■ TASK DATA:
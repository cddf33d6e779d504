//! End-to-end resolution tests.

use std::path::{Path, PathBuf};
use std::sync::atomic::{AtomicUsize, Ordering};
use std::sync::Arc;

use async_trait::async_trait;
use image::{GrayImage, Luma};
use rand::rngs::StdRng;
use rand::SeedableRng;
use rdepth_media::{InstanceMask, MaskResult, MaskStrategyBuilder, SegmentationModel};
use rdepth_models::{
    AnnotatedObject, BoundingBox, CameraId, CameraImage, MaskSource, RadarId, RejectionReason,
    ResolvedSample, SampleDescriptor, SceneConditions, SceneDescriptor, SensorTopologyTable,
    TimeOfDay,
};
use rdepth_worker::{
    ConfigError, FilterConfiguration, RawFilterOptions, SampleFilterPipeline, SceneResolver,
    WorkerConfig,
};

/// Model reporting a single 6x6 instance per image.
#[derive(Default)]
struct CountingModel {
    calls: AtomicUsize,
}

#[async_trait]
impl SegmentationModel for CountingModel {
    async fn segment(&self, images: &[PathBuf]) -> MaskResult<Vec<Vec<InstanceMask>>> {
        self.calls.fetch_add(1, Ordering::SeqCst);
        let mut mask = GrayImage::new(32, 16);
        for y in 2..8 {
            for x in 2..8 {
                mask.put_pixel(x, y, Luma([1]));
            }
        }
        Ok(images
            .iter()
            .map(|_| {
                vec![InstanceMask {
                    label: "car".into(),
                    score: 0.95,
                    mask: mask.clone(),
                }]
            })
            .collect())
    }

    fn name(&self) -> &'static str {
        "counting"
    }
}

fn sample(dir: &Path, token: &str, key_frame: bool) -> SampleDescriptor {
    SampleDescriptor {
        token: token.into(),
        timestamp: 1_000,
        is_key_frame: key_frame,
        ego_speed: 4.0,
        images: vec![CameraImage {
            camera: CameraId::CamFront,
            path: dir.join(format!("{}__CAM_FRONT.jpg", token)),
            width: 32,
            height: 16,
        }],
        objects: vec![
            AnnotatedObject {
                token: format!("{}-car", token),
                category: "vehicle.car".into(),
                camera: CameraId::CamFront,
                bbox: BoundingBox::new(0.0, 0.0, 8.0, 4.0),
                polygon: None,
                box_3d: None,
                area: 32.0,
            },
            AnnotatedObject {
                token: format!("{}-cone", token),
                category: "movable_object.trafficcone".into(),
                camera: CameraId::CamFront,
                bbox: BoundingBox::new(20.0, 8.0, 4.0, 4.0),
                polygon: None,
                box_3d: None,
                area: 16.0,
            },
        ],
    }
}

fn scene(dir: &Path, token: &str, conditions: SceneConditions) -> SceneDescriptor {
    SceneDescriptor {
        token: token.into(),
        name: token.into(),
        description: String::new(),
        conditions,
        samples: vec![
            sample(dir, &format!("{}-a", token), true),
            sample(dir, &format!("{}-b", token), false),
        ],
    }
}

fn resolver(raw: RawFilterOptions, model: Option<Arc<dyn SegmentationModel>>) -> SceneResolver {
    let config = FilterConfiguration::build(raw).unwrap();
    let mut builder = MaskStrategyBuilder::for_policy(config.mask_policy())
        .with_settings(config.mask_settings(2));
    if let Some(model) = model {
        builder = builder.with_model(model);
    }
    let strategy = builder.build().ok().unwrap();
    let pipeline = SampleFilterPipeline::new(
        Arc::new(config),
        Arc::new(SensorTopologyTable::nuscenes().unwrap()),
    );
    SceneResolver::new(pipeline, strategy, 2)
}

#[tokio::test]
async fn test_run_writes_json_lines() {
    let dir = tempfile::tempdir().unwrap();
    let scenes = vec![
        scene(dir.path(), "day-scene", SceneConditions::day()),
        scene(dir.path(), "night-scene", SceneConditions::night()),
    ];

    let scenes_path = dir.path().join("scenes.json");
    tokio::fs::write(&scenes_path, serde_json::to_vec(&scenes).unwrap())
        .await
        .unwrap();

    let options_path = dir.path().join("options.json");
    tokio::fs::write(
        &options_path,
        r#"{
            "pass_filters": ["day"],
            "use_keyframe": true,
            "how_to_gen_masks": "bbox",
            "seg_mask": "mono"
        }"#,
    )
    .await
    .unwrap();

    let output_path = dir.path().join("resolved.jsonl");
    let mut config = WorkerConfig::new(&scenes_path);
    config.options_path = Some(options_path);
    config.output_path = Some(output_path.clone());

    let summary = rdepth_worker::run(&config).await.unwrap();
    assert_eq!(summary.scenes, 2);
    assert_eq!(summary.samples, 4);
    assert_eq!(summary.admitted, 1);
    assert_eq!(summary.rejected, 3);
    assert_eq!(summary.skipped, 0);

    let output = tokio::fs::read_to_string(&output_path).await.unwrap();
    let resolved: Vec<ResolvedSample> = output
        .lines()
        .map(|line| serde_json::from_str(line).unwrap())
        .collect();
    assert_eq!(resolved.len(), 4);

    let admitted = &resolved[0];
    assert_eq!(admitted.sample_token, "day-scene-a");
    assert!(admitted.admitted);
    assert_eq!(
        admitted.radars,
        vec![RadarId::RadarFront, RadarId::RadarFrontLeft, RadarId::RadarFrontRight]
    );
    assert_eq!(admitted.masks.len(), 1);
    assert_eq!(admitted.masks[0].source, MaskSource::BoundingBox);
    // Car box only; the cone is below the default minimum area
    assert_eq!(admitted.masks[0].foreground_pixels, 32);

    assert_eq!(resolved[1].rejection, Some(RejectionReason::NotKeyframe));
    assert_eq!(resolved[2].rejection, Some(RejectionReason::WeatherMismatch));
    assert_eq!(resolved[3].rejection, Some(RejectionReason::WeatherMismatch));
}

#[tokio::test]
async fn test_cached_masks_skip_second_model_call() {
    let dir = tempfile::tempdir().unwrap();
    let model = Arc::new(CountingModel::default());
    let raw = RawFilterOptions {
        how_to_gen_masks: "maskrcnn".into(),
        seg_mask: "mono".into(),
        ..RawFilterOptions::default()
    };
    let resolver = resolver(raw, Some(model.clone() as Arc<dyn SegmentationModel>));
    let scene = scene(dir.path(), "scene", SceneConditions::day());

    let first = resolver
        .resolve_with_masks(&scene, &scene.samples[0], &mut StdRng::seed_from_u64(0))
        .await
        .unwrap();
    let second = resolver
        .resolve_with_masks(&scene, &scene.samples[0], &mut StdRng::seed_from_u64(0))
        .await
        .unwrap();

    assert_eq!(model.calls.load(Ordering::SeqCst), 1);
    assert!(!first.masks[0].cache_hit);
    assert!(second.masks[0].cache_hit);
    assert_eq!(first.masks[0].foreground_pixels, 36);
    assert_eq!(second.masks[0].foreground_pixels, 36);
    assert_eq!(
        first.masks[0].cache_path.as_deref(),
        Some(dir.path().join("scene-a__CAM_FRONT-fseg.png").as_path())
    );
}

#[tokio::test]
async fn test_removal_is_reproducible_across_runs() {
    let dir = tempfile::tempdir().unwrap();
    let scenes: Vec<SceneDescriptor> = (0..5)
        .map(|i| scene(dir.path(), &format!("s{}", i), SceneConditions::new(TimeOfDay::Day, true)))
        .collect();
    let raw = RawFilterOptions {
        how_to_gen_masks: "bbox".into(),
        seg_mask: "mono".into(),
        prob_to_mask_objects: 0.5,
        min_object_area: 0,
        ..RawFilterOptions::default()
    };

    let first = resolver(raw.clone(), None);
    let second = resolver(raw, None);

    let mut out_a = Vec::new();
    let mut out_b = Vec::new();
    rdepth_worker::resolve_to_writer(&first, scenes.clone(), 21, &mut out_a)
        .await
        .unwrap();
    rdepth_worker::resolve_to_writer(&second, scenes, 21, &mut out_b)
        .await
        .unwrap();

    assert!(!out_a.is_empty());
    assert_eq!(out_a, out_b);
}

#[tokio::test]
async fn test_removal_requires_a_generated_mask() {
    let dir = tempfile::tempdir().unwrap();
    let scene = scene(dir.path(), "scene", SceneConditions::day());
    let raw = RawFilterOptions {
        prob_to_mask_objects: 1.0,
        ..RawFilterOptions::default()
    };

    // Default black policy without masks: nothing is removed
    let resolved = resolver(raw.clone(), None)
        .resolve_with_masks(&scene, &scene.samples[0], &mut StdRng::seed_from_u64(0))
        .await
        .unwrap();
    assert!(resolved.removed.is_empty());
    assert_eq!(resolved.objects.len(), 2);

    // Model instance covers the car box only
    let model = Arc::new(CountingModel::default());
    let resolved = resolver(
        RawFilterOptions {
            how_to_gen_masks: "maskrcnn".into(),
            seg_mask: "mono".into(),
            ..raw
        },
        Some(model as Arc<dyn SegmentationModel>),
    )
    .resolve_with_masks(&scene, &scene.samples[0], &mut StdRng::seed_from_u64(0))
    .await
    .unwrap();
    let removed: Vec<&str> = resolved.removed.iter().map(|o| o.token.as_str()).collect();
    assert_eq!(removed, vec!["scene-a-car"]);
    assert_eq!(resolved.objects.len(), 1);
}

#[test]
fn test_invalid_options_rejected_before_processing() {
    let err = FilterConfiguration::build(RawFilterOptions {
        speed_bound: vec![5.0, 1.0],
        ..RawFilterOptions::default()
    })
    .unwrap_err();
    assert!(matches!(err, ConfigError::InvalidBound { .. }));

    let err = FilterConfiguration::build(RawFilterOptions {
        prob_to_mask_objects: 1.5,
        ..RawFilterOptions::default()
    })
    .unwrap_err();
    assert!(matches!(err, ConfigError::InvalidRatio { .. }));
}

■ DIRECTIONS FOR THIS TASK:
Report the number of lines in these entries that hold the word "matches". Add nothing else.

■ RESPONSE AREA:
2